Personal information
- Born: March 3, 1941 Brooklyn, New York, U.S.
- Died: November 22, 2023 (aged 82) Florida, U.S.
- Listed height: 6 ft 2 in (1.88 m)
- Listed weight: 205 lb (93 kg)

Career information
- High school: Brooklyn Tech
- College: Hofstra
- NFL draft: 1968: 10th round, 264th overall pick

Career history
- New York Jets (1968);

Awards and highlights
- Super Bowl champion (III); AFL champion (1968);

Career AFL statistics
- Fumble recoveries: 1
- Stats at Pro Football Reference

= Mike D'Amato =

American football player (1941–2023)

Michael Anthony D'Amato (March 3, 1941 – November 22, 2023) was an American professional football defensive back. A safety, he played college football at Hofstra University, and played in the American Football League (AFL) for the New York Jets in the 1968 season. That season, the Jets defeated the Oakland Raiders in the AFL Championship game, and went on to humble the heavily favored NFL champion Baltimore Colts in the third AFL-NFL World Championship game (retroactively known as Super Bowl III). He followed Jets center John Schmitt as the second Hofstra alumnus to play for the team. D'Amato was also Hofstra's Special Assistant to the President for Alumni Affairs.

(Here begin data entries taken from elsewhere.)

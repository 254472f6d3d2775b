//! Store executor
//!
//! Provides the `StoreExecutor` trait that abstracts statement execution over `may_postgres`.
//!
//! Every PostgreSQL-backed component in this crate (the entity store, the credential
//! provider, schema setup) talks to the database through this trait, so the same code
//! runs against a plain connection or inside a [`Transaction`](crate::transaction::Transaction).

use may_postgres::types::ToSql;
use may_postgres::{Client, Error as PostgresError, Row};
use std::fmt;
use std::time::Instant;

use crate::config::DatabaseConfig;
use crate::connection::ConnectionError;
use crate::transaction::{IsolationLevel, Transaction, TransactionError};
#[cfg(feature = "metrics")]
use crate::metrics::METRICS;
#[cfg(feature = "tracing")]
use crate::metrics::tracing_helpers;

/// Storage-layer error type
#[derive(Debug)]
pub enum StoreError {
    /// `PostgreSQL` error from `may_postgres`
    PostgresError(PostgresError),
    /// Query construction or execution error
    QueryError(String),
    /// Row parsing/conversion error
    ParseError(String),
    /// Uniqueness or foreign-key rule rejected the write
    Constraint(String),
    /// Connecting to the database failed
    Connection(ConnectionError),
    /// Update-by-key found no row to change
    NotFound { table: &'static str, key: String },
    /// Statement exceeded the configured timeout
    Timeout(String),
    /// Other storage errors
    Other(String),
}

impl fmt::Display for StoreError {
    fn fmt(&self, f: &mut fmt::Formatter<'_>) -> fmt::Result {
        match self {
            StoreError::PostgresError(e) => write!(f, "PostgreSQL error: {e}"),
            StoreError::QueryError(s) => write!(f, "Query error: {s}"),
            StoreError::ParseError(s) => write!(f, "Parse error: {s}"),
            StoreError::Constraint(s) => write!(f, "Constraint violation: {s}"),
            StoreError::Connection(e) => write!(f, "{e}"),
            StoreError::NotFound { table, key } => write!(f, "No row in {table} for key {key}"),
            StoreError::Timeout(s) => write!(f, "Statement timed out: {s}"),
            StoreError::Other(s) => write!(f, "Store error: {s}"),
        }
    }
}

impl std::error::Error for StoreError {}

impl From<ConnectionError> for StoreError {
    fn from(err: ConnectionError) -> Self {
        StoreError::Connection(err)
    }
}

impl From<PostgresError> for StoreError {
    fn from(err: PostgresError) -> Self {
        let message = err.to_string();
        // 57014 = query_canceled, raised when statement_timeout fires
        if message.contains("canceling statement due to statement timeout") {
            return StoreError::Timeout(message);
        }
        if message.contains("violates unique constraint")
            || message.contains("violates foreign key constraint")
            || message.contains("duplicate key value")
        {
            return StoreError::Constraint(message);
        }
        StoreError::PostgresError(err)
    }
}

/// Trait for executing database statements
///
/// This trait abstracts execution so that a direct client and an open transaction
/// can be used interchangeably by the stores.
///
/// # Examples
///
/// ```no_run
/// use census::config::DatabaseConfig;
/// use census::executor::{MayPostgresExecutor, StoreExecutor, StoreError};
///
/// # fn main() -> Result<(), StoreError> {
/// let executor = MayPostgresExecutor::connect_with(&DatabaseConfig::default())?;
///
/// let row = executor.query_one("SELECT COUNT(*) FROM residents", &[])?;
/// let count: i64 = row.get(0);
/// # Ok(())
/// # }
/// ```
pub trait StoreExecutor {
    /// Execute a SQL statement and return the number of rows affected
    fn execute(&self, query: &str, params: &[&dyn ToSql]) -> Result<u64, StoreError>;

    /// Execute a query that must return exactly one row
    fn query_one(&self, query: &str, params: &[&dyn ToSql]) -> Result<Row, StoreError>;

    /// Execute a query and return all rows
    fn query_all(&self, query: &str, params: &[&dyn ToSql]) -> Result<Vec<Row>, StoreError>;

    /// Execute a query and return the first row, if any
    fn query_opt(&self, query: &str, params: &[&dyn ToSql]) -> Result<Option<Row>, StoreError> {
        Ok(self.query_all(query, params)?.into_iter().next())
    }
}

/// [`StoreExecutor`] over one `may_postgres` connection.
pub struct MayPostgresExecutor {
    client: Client,
    isolation: IsolationLevel,
}

impl MayPostgresExecutor {
    /// Wrap an open client. Units of work run at `READ COMMITTED`.
    pub fn new(client: Client) -> Self {
        Self {
            client,
            isolation: IsolationLevel::default(),
        }
    }

    /// Connect with the database section of the configuration. Units of work
    /// on this executor run at the configured isolation level.
    ///
    /// # Errors
    ///
    /// Returns `StoreError::Connection` if the connection cannot be
    /// established or prepared.
    pub fn connect_with(config: &DatabaseConfig) -> Result<Self, StoreError> {
        let client = crate::connection::open(config)?;
        Ok(Self {
            client,
            isolation: config.isolation,
        })
    }

    pub fn client(&self) -> &Client {
        &self.client
    }

    pub fn isolation(&self) -> IsolationLevel {
        self.isolation
    }

    /// Start a transaction at this executor's isolation level.
    ///
    /// # Errors
    ///
    /// Returns `TransactionError` if the transaction cannot be started.
    pub fn begin(&self) -> Result<Transaction, TransactionError> {
        Transaction::begin(self.client.clone(), self.isolation)
    }

    /// Whether the server answers a `SELECT 1`.
    pub fn is_healthy(&self) -> bool {
        match crate::connection::ping(&self.client) {
            Ok(()) => true,
            Err(e) => {
                log::warn!("database health check failed: {e}");
                false
            }
        }
    }
}

/// Run one statement against a client with span and metric bookkeeping.
pub(crate) fn instrumented<T>(
    query: &str,
    run: impl FnOnce() -> Result<T, PostgresError>,
) -> Result<T, StoreError> {
    #[cfg(feature = "tracing")]
    let _span = tracing_helpers::execute_query_span(query).entered();
    #[cfg(not(feature = "tracing"))]
    let _ = query;

    let start = Instant::now();
    let result = run().map_err(|e| {
        #[cfg(feature = "metrics")]
        METRICS.record_query_error();
        StoreError::from(e)
    });

    let duration = start.elapsed();
    #[cfg(feature = "metrics")]
    METRICS.record_query_duration(duration);
    #[cfg(not(feature = "metrics"))]
    let _ = duration;

    result
}

impl StoreExecutor for MayPostgresExecutor {
    fn execute(&self, query: &str, params: &[&dyn ToSql]) -> Result<u64, StoreError> {
        instrumented(query, || self.client.execute(query, params))
    }

    fn query_one(&self, query: &str, params: &[&dyn ToSql]) -> Result<Row, StoreError> {
        instrumented(query, || self.client.query_one(query, params))
    }

    fn query_all(&self, query: &str, params: &[&dyn ToSql]) -> Result<Vec<Row>, StoreError> {
        instrumented(query, || self.client.query(query, params))
    }
}
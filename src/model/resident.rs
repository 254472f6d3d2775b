use super::{Gender, HouseholdId, MaritalStatus, Relation, ResidentId};
use chrono::{DateTime, Datelike, NaiveDate, Utc};
use serde::{Deserialize, Serialize};

/// A recognized member of the community.
#[derive(Debug, Clone, PartialEq, Eq, Serialize, Deserialize)]
pub struct Resident {
    pub resident_id: ResidentId,
    pub first_name: String,
    pub middle_name: Option<String>,
    pub last_name: String,
    pub gender: Gender,
    pub relation: Relation,
    pub marital_status: MaritalStatus,
    pub date_of_birth: NaiveDate,
    pub phone_number: Option<String>,
    pub email: Option<String>,
    pub lifemember: bool,
    /// `None` only between inserting a head and creating its household.
    pub household_id: Option<HouseholdId>,
    pub created_at: DateTime<Utc>,
}

impl Resident {
    pub fn full_name(&self) -> String {
        match self.middle_name.as_deref().map(str::trim) {
            Some(middle) if !middle.is_empty() => {
                format!("{} {} {}", self.first_name, middle, self.last_name)
            }
            _ => format!("{} {}", self.first_name, self.last_name),
        }
    }

    pub fn is_head(&self) -> bool {
        self.relation.is_head()
    }

    pub fn age_on(&self, date: NaiveDate) -> i32 {
        age_on(self.date_of_birth, date)
    }
}

/// Completed years between `date_of_birth` and `date`.
pub fn age_on(date_of_birth: NaiveDate, date: NaiveDate) -> i32 {
    let mut years = date.year() - date_of_birth.year();
    if (date.month(), date.day()) < (date_of_birth.month(), date_of_birth.day()) {
        years -= 1;
    }
    years
}
use crate::config::AnalyticsConfig;
use crate::model::ResidentId;
use crate::store::CensusSnapshot;
use serde::Serialize;

/// An occupation row presented as a local business.
#[derive(Debug, Clone, PartialEq, Eq, Serialize)]
pub struct BusinessEntry {
    pub resident_id: ResidentId,
    /// The profession, or "Business".
    pub name: String,
    /// The occupation category, or "Unspecified".
    pub kind: String,
    /// The work location, or the configured default.
    pub location: String,
    pub owner: String,
}

#[derive(Debug, Clone, Default, PartialEq, Eq, Serialize)]
pub struct BusinessDirectory {
    pub entries: Vec<BusinessEntry>,
    /// Distinct locations in first-seen order.
    pub locations: Vec<String>,
    /// Distinct kinds in first-seen order.
    pub kinds: Vec<String>,
}

fn non_blank(value: Option<&str>) -> Option<&str> {
    value.map(str::trim).filter(|v| !v.is_empty())
}

fn push_distinct(list: &mut Vec<String>, value: &str) {
    if !list.iter().any(|v| v == value) {
        list.push(value.to_string());
    }
}

impl BusinessDirectory {
    /// One entry per occupation row whose resident is known, in resident order.
    pub fn compute(snapshot: &CensusSnapshot, config: &AnalyticsConfig) -> Self {
        let mut directory = Self::default();
        for occupation in snapshot.occupations_in_resident_order() {
            let Some(owner) = snapshot.resident(occupation.resident_id) else {
                continue;
            };
            let entry = BusinessEntry {
                resident_id: occupation.resident_id,
                name: non_blank(occupation.profession.as_deref())
                    .unwrap_or("Business")
                    .to_string(),
                kind: occupation
                    .occupation
                    .map_or("Unspecified", |k| k.as_str())
                    .to_string(),
                location: non_blank(occupation.work_location.as_deref())
                    .unwrap_or(config.default_business_location.as_str())
                    .to_string(),
                owner: owner.full_name(),
            };
            push_distinct(&mut directory.locations, &entry.location);
            push_distinct(&mut directory.kinds, &entry.kind);
            directory.entries.push(entry);
        }
        directory
    }

    /// Entries whose name or owner contains `search` (ignoring case),
    /// optionally restricted to one location and one kind.
    pub fn filter(
        &self,
        search: &str,
        location: Option<&str>,
        kind: Option<&str>,
    ) -> Vec<&BusinessEntry> {
        let needle = search.trim().to_lowercase();
        self.entries
            .iter()
            .filter(|e| {
                needle.is_empty()
                    || e.name.to_lowercase().contains(&needle)
                    || e.owner.to_lowercase().contains(&needle)
            })
            .filter(|e| location.map_or(true, |l| e.location == l))
            .filter(|e| kind.map_or(true, |k| e.kind == k))
            .collect()
    }
}
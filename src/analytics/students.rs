use super::percent;
use crate::store::CensusSnapshot;
use serde::Serialize;

const HIGH_SCHOOL_TERMS: [&str; 7] = [
    "High School",
    "Secondary",
    "SSC",
    "SSLC",
    "HSC",
    "Class 10",
    "Class 12",
];

const COLLEGE_TERMS: [&str; 5] = ["Bachelor", "Master", "PhD", "Diploma", "Degree"];

#[derive(Debug, Clone, Copy, Default, PartialEq, Eq, Serialize)]
pub struct StudentAnalytics {
    /// Residents with an education row.
    pub total: usize,
    pub high_school: usize,
    pub college: usize,
    /// Share of education rows with a completion year.
    pub graduation_rate: u32,
}

impl StudentAnalytics {
    /// Terms are matched as written (case-sensitive substrings).
    pub fn compute(snapshot: &CensusSnapshot) -> Self {
        let rows = &snapshot.education;
        let mentions = |terms: &[&str]| {
            rows.iter()
                .filter(|e| {
                    e.highest_qualification
                        .as_deref()
                        .is_some_and(|q| terms.iter().any(|t| q.contains(t)))
                })
                .count()
        };
        let completed = rows.iter().filter(|e| e.year_of_completion.is_some()).count();

        Self {
            total: rows.len(),
            high_school: mentions(&HIGH_SCHOOL_TERMS),
            college: mentions(&COLLEGE_TERMS),
            graduation_rate: percent(completed, rows.len()),
        }
    }
}

#[cfg(test)]
mod tests {
    use super::*;
    use crate::model::Education;
    use uuid::Uuid;

    fn row(qualification: &str, year: Option<i32>) -> Education {
        Education {
            resident_id: Uuid::new_v4(),
            highest_qualification: Some(qualification.to_string()),
            school_or_college_name: None,
            year_of_completion: year,
        }
    }

    #[test]
    fn counts_school_and_college_terms() {
        let snapshot = CensusSnapshot {
            education: vec![
                row("SSLC", Some(2010)),
                row("Bachelor of Commerce", Some(2014)),
                row("Diploma in Mechanical", None),
                row("sslc", None),
            ],
            ..CensusSnapshot::default()
        };

        let students = StudentAnalytics::compute(&snapshot);
        assert_eq!(students.total, 4);
        // "SSC" is not a substring of "SSLC"; the lowercase row matches nothing.
        assert_eq!(students.high_school, 1);
        assert_eq!(students.college, 2);
        assert_eq!(students.graduation_rate, 50);
    }

    #[test]
    fn empty_snapshot_has_zero_rate() {
        let students = StudentAnalytics::compute(&CensusSnapshot::default());
        assert_eq!(students, StudentAnalytics::default());
    }
}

Hofstra University honored D'Amato in 2009 when it named the Football and Lacrosse Traditions Project in honor of D'Amato and Lou DiBlassi. The project was a gift from Hofstra benefactor James Metzger. According to Metzger, a former lacrosse All-American himself, D'Amato is "the only person to have been both a lacrosse All-American and a member of a Super Bowl winning team" and "bleeds Hofstra blue and gold". D'Amato was a football and lacrosse all-conference selection at Hofstra and is one of only four Hofstra alumni to ever earn a Super Bowl ring. In 2004 Hofstra honored D'Amato with the Joseph M. Margiotta Distinguished Service Award.

D'Amato died on November 22, 2023, at the age of 82. His nephew, John Paci, also spent time with the Jets.